Start of RECORDS FOR PROCESSING

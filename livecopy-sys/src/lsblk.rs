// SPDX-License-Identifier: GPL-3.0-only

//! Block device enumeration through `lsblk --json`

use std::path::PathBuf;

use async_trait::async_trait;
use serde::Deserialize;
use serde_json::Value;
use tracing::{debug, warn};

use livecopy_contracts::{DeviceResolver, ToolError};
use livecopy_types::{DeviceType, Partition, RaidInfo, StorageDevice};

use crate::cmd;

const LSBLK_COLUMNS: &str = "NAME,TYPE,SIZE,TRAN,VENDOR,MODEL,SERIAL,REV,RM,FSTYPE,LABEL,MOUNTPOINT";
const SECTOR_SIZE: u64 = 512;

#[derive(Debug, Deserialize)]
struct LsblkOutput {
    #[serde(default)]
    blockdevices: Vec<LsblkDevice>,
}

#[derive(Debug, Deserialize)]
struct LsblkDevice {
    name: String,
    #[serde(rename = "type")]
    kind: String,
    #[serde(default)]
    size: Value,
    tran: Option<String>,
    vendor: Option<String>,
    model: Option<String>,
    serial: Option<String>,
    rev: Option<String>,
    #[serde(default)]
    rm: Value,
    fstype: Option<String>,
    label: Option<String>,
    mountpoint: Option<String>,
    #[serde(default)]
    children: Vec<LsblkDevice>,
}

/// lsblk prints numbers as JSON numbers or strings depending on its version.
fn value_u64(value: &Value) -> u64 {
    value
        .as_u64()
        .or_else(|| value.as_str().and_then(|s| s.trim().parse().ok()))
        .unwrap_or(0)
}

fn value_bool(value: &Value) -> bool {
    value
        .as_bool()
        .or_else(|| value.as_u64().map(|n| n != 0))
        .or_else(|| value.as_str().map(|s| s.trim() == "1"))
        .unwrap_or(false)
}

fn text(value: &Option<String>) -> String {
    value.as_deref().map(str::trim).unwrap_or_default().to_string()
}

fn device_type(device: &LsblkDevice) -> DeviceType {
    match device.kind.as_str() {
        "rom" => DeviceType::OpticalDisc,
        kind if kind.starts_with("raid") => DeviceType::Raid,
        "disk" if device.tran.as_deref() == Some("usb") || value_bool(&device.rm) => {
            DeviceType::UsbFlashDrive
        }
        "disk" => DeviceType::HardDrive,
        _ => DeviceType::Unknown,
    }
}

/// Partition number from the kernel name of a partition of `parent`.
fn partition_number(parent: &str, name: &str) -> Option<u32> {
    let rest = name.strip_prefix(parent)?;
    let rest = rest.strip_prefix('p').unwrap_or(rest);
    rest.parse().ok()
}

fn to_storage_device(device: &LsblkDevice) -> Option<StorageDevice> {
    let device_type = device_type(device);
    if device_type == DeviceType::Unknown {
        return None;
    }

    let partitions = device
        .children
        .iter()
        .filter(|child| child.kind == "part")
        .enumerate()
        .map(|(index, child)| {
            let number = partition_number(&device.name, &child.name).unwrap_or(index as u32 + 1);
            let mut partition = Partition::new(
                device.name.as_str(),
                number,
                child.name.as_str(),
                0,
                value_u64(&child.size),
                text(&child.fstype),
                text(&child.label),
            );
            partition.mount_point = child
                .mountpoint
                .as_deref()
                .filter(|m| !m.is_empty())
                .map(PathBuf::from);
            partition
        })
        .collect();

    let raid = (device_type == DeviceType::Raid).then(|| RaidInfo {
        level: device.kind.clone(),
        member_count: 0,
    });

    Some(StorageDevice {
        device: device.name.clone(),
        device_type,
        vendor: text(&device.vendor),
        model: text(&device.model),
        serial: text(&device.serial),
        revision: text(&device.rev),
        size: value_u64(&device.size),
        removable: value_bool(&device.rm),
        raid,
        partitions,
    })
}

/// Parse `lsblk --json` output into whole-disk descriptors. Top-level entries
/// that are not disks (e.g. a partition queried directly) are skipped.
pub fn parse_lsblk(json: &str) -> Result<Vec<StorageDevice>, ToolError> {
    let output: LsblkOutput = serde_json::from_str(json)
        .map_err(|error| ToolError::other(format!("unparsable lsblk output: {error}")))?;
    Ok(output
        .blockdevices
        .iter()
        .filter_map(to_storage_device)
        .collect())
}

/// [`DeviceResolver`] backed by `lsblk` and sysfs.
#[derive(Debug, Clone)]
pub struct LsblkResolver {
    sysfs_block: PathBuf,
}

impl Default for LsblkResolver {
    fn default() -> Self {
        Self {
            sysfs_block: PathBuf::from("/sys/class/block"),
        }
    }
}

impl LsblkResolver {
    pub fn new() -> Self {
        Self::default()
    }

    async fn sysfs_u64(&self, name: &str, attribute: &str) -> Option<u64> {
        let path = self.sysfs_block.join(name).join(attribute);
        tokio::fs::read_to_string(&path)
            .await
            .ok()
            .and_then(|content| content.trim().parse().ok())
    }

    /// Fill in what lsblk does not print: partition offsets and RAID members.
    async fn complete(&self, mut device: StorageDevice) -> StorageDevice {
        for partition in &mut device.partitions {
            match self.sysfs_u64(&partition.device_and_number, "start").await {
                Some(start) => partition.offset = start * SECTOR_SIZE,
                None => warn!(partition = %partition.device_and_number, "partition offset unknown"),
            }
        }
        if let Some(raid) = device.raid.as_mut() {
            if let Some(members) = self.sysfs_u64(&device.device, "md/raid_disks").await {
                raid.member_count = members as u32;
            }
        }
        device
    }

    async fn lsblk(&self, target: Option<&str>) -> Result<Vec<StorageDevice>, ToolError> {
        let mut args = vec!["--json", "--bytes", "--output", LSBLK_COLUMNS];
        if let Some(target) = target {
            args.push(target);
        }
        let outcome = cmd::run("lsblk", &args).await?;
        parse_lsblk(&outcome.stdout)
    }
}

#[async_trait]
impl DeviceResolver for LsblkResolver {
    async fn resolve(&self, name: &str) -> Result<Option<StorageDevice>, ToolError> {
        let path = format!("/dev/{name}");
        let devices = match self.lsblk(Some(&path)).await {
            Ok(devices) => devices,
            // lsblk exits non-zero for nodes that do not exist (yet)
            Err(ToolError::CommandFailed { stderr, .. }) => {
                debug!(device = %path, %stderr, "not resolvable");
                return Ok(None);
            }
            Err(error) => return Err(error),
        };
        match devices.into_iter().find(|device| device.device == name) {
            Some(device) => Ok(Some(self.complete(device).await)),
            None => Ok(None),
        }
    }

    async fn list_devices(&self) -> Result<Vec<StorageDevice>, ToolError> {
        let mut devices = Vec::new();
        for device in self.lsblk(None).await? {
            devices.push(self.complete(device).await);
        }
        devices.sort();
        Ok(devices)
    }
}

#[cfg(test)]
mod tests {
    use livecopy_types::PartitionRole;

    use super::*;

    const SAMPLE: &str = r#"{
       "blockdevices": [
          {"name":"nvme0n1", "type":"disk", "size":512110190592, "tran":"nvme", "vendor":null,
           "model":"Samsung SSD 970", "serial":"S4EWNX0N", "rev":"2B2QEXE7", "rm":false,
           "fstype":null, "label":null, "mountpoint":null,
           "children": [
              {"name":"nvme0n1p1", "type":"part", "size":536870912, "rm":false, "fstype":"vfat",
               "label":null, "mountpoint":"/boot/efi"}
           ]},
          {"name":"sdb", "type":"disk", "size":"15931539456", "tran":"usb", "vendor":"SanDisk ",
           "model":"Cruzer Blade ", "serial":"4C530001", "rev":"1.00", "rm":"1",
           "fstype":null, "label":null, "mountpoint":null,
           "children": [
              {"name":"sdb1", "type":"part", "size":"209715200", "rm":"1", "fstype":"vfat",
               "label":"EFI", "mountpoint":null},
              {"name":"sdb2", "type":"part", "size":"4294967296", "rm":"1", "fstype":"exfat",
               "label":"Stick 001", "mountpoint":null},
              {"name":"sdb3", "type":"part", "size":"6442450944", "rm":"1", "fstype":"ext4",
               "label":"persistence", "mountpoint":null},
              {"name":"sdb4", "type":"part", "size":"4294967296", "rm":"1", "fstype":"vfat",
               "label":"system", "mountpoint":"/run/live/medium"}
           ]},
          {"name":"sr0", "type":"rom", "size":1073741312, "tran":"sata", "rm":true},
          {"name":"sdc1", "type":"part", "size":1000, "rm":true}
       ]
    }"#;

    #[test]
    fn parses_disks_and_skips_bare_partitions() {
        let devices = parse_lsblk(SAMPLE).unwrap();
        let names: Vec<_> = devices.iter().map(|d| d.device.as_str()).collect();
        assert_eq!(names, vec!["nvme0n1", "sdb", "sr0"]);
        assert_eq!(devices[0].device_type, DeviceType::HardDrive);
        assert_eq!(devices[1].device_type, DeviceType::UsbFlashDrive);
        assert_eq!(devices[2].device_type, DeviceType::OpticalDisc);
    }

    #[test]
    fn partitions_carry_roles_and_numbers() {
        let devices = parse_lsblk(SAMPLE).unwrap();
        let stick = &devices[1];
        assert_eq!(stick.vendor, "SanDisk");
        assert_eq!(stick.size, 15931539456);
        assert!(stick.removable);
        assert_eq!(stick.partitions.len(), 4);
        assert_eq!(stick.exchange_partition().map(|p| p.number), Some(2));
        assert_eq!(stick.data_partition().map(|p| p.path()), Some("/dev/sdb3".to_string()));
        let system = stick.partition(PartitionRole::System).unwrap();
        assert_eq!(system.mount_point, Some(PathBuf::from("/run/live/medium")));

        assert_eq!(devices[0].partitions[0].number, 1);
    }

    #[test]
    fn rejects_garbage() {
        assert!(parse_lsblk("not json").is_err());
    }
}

End of RECORDS FOR PROCESSING

**ABOUT THIS TASK:** Search the material for "UsbFlashDrive" and copy each matching line.

**ANSWER TO THIS EXERCISE:**
            DeviceType::UsbFlashDrive
        assert_eq!(devices[1].device_type, DeviceType::UsbFlashDrive);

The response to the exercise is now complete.